» Dataset content
//! `SeaORM` Entity for stock_movements table.

use sea_orm::entity::prelude::*;
use serde::{Deserialize, Serialize};

use super::sea_orm_active_enums::StockMovementKind;

#[derive(Clone, Debug, PartialEq, DeriveEntityModel, Eq, Serialize, Deserialize)]
#[sea_orm(table_name = "stock_movements")]
pub struct Model {
    #[sea_orm(primary_key)]
    pub id: i32,
    pub product_id: i32,
    pub kind: StockMovementKind,
    #[sea_orm(column_type = "Decimal(Some((14, 3)))")]
    pub quantity: Decimal,
    #[sea_orm(column_type = "Decimal(Some((14, 4)))", nullable)]
    pub unit_cost: Option<Decimal>,
    pub reference: Option<String>,
    pub sale_id: Option<i32>,
    pub created_at: DateTimeWithTimeZone,
}

#[derive(Copy, Clone, Debug, EnumIter, DeriveRelation)]
pub enum Relation {
    #[sea_orm(
        belongs_to = "super::products::Entity",
        from = "Column::ProductId",
        to = "super::products::Column::Id"
    )]
    Products,
}

impl Related<super::products::Entity> for Entity {
    fn to() -> RelationDef {
        Relation::Products.def()
    }
}

impl ActiveModelBehavior for ActiveModel {}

» What to work on
Your answer must be an exact transcription of all the data above.

» Finished exercise
//! `SeaORM` Entity for stock_movements table.

use sea_orm::entity::prelude::*;
use serde::{Deserialize, Serialize};

use super::sea_orm_active_enums::StockMovementKind;

#[derive(Clone, Debug, PartialEq, DeriveEntityModel, Eq, Serialize, Deserialize)]
#[sea_orm(table_name = "stock_movements")]
pub struct Model {
    #[sea_orm(primary_key)]
    pub id: i32,
    pub product_id: i32,
    pub kind: StockMovementKind,
    #[sea_orm(column_type = "Decimal(Some((14, 3)))")]
    pub quantity: Decimal,
    #[sea_orm(column_type = "Decimal(Some((14, 4)))", nullable)]
    pub unit_cost: Option<Decimal>,
    pub reference: Option<String>,
    pub sale_id: Option<i32>,
    pub created_at: DateTimeWithTimeZone,
}

#[derive(Copy, Clone, Debug, EnumIter, DeriveRelation)]
pub enum Relation {
    #[sea_orm(
        belongs_to = "super::products::Entity",
        from = "Column::ProductId",
        to = "super::products::Column::Id"
    )]
    Products,
}

impl Related<super::products::Entity> for Entity {
    fn to() -> RelationDef {
        Relation::Products.def()
    }
}

impl ActiveModelBehavior for ActiveModel {}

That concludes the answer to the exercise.